-------- SUPPLIED RECORDS --------
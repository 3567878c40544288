//! # sanctuary-collab: Real-time collaboration sync for shared workspaces
//!
//! Keeps a local user's view of a shared workspace in sync with every other
//! participant over a single WebSocket connection: who is present, where their
//! cursors are, which media flags they have on, and which workspace state keys
//! changed.
//!
//! ## Architecture
//!
//! ```text
//! ┌──────────────────────── CollabSession ────────────────────────┐
//! │                                                               │
//! │  PresenceBroadcaster ──┐          ┌── CollaboratorRegistry    │
//! │  (cursor throttle)     │          │   (roster + local echo)   │
//! │                        ▼          │                           │
//! │  StateSynchronizer ─► ConnectionManager ──► MetricsAggregator │
//! │  (minimal diff)        │  ▲                 (sync counters)   │
//! └────────────────────────┼──┼───────────────────────────────────┘
//!                          │  │  WebSocket, JSON frames
//!                          ▼  │
//!                    ┌─────────────┐
//!                    │ RelayServer │  fan-out per session, no authority
//!                    └─────────────┘
//! ```
//!
//! ## Modules
//!
//! - [`protocol`]: JSON wire events (`ClientEvent` out, `ServerEvent` in)
//! - [`connection`]: transport lifecycle, handshake, teardown silence
//! - [`registry`]: remote collaborator roster
//! - [`presence`]: throttled cursor broadcasting
//! - [`state_sync`]: minimal-diff state synchronization
//! - [`metrics`]: sync counters and derived dashboard scores
//! - [`session`]: the session-scoped owner wiring the above together
//! - [`config`]: session configuration
//! - [`clock`]: injectable time source
//! - [`broadcast`], [`relay`]: development relay server
//!
//! ## Delivery model
//!
//! Best-effort and at-most-once. Nothing is acknowledged, retried or queued
//! across disconnects; offline and throttled operations are dropped and
//! reported through return values.

pub mod protocol;
pub mod clock;
pub mod config;
pub mod connection;
pub mod registry;
pub mod presence;
pub mod state_sync;
pub mod metrics;
pub mod session;
pub mod broadcast;
pub mod relay;

// Re-exports for convenience
pub use protocol::{
    ClientEvent, Collaborator, CollaboratorPatch, ExpressModeUpdate, Handshake, Position,
    PresenceUpdate, ProtocolError, ServerEvent, StatePatch, SyncMode,
};
pub use clock::{Clock, ManualClock, SystemClock};
pub use config::{ConfigError, ParticipantCounting, SessionConfig};
pub use connection::{
    ConnectionManager, ConnectionState, LoopbackPeer, TransportEvent, TransportHandle,
};
pub use registry::{CollaboratorRegistry, JoinOutcome};
pub use presence::{CursorIntervals, CursorOutcome, PresenceBroadcaster};
pub use state_sync::{diff, StateSnapshot, StateSynchronizer, SyncOutcome};
pub use metrics::{
    DerivedScores, ExpressModeMetrics, Metrics, MetricsAggregator, RealTimeSync,
};
pub use session::{CollabSession, SessionEvent};
pub use broadcast::{BroadcastGroup, BroadcastStats, RelayFrame, RoomFull, RoomJoin, RoomManager};
pub use relay::{RelayConfig, RelayServer, RelayStats};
--------
The lines to extract from the data above begin with the line containing "handshake, teardown silence" and end with the line containing "are dropped and". Extract them exactly, including both.

→ **OUTPUT OF THE TASK**:
//! - [`connection`]: transport lifecycle, handshake, teardown silence
//! - [`registry`]: remote collaborator roster
//! - [`presence`]: throttled cursor broadcasting
//! - [`state_sync`]: minimal-diff state synchronization
//! - [`metrics`]: sync counters and derived dashboard scores
//! - [`session`]: the session-scoped owner wiring the above together
//! - [`config`]: session configuration
//! - [`clock`]: injectable time source
//! - [`broadcast`], [`relay`]: development relay server
//!
//! ## Delivery model
//!
//! Best-effort and at-most-once. Nothing is acknowledged, retried or queued
//! across disconnects; offline and throttled operations are dropped and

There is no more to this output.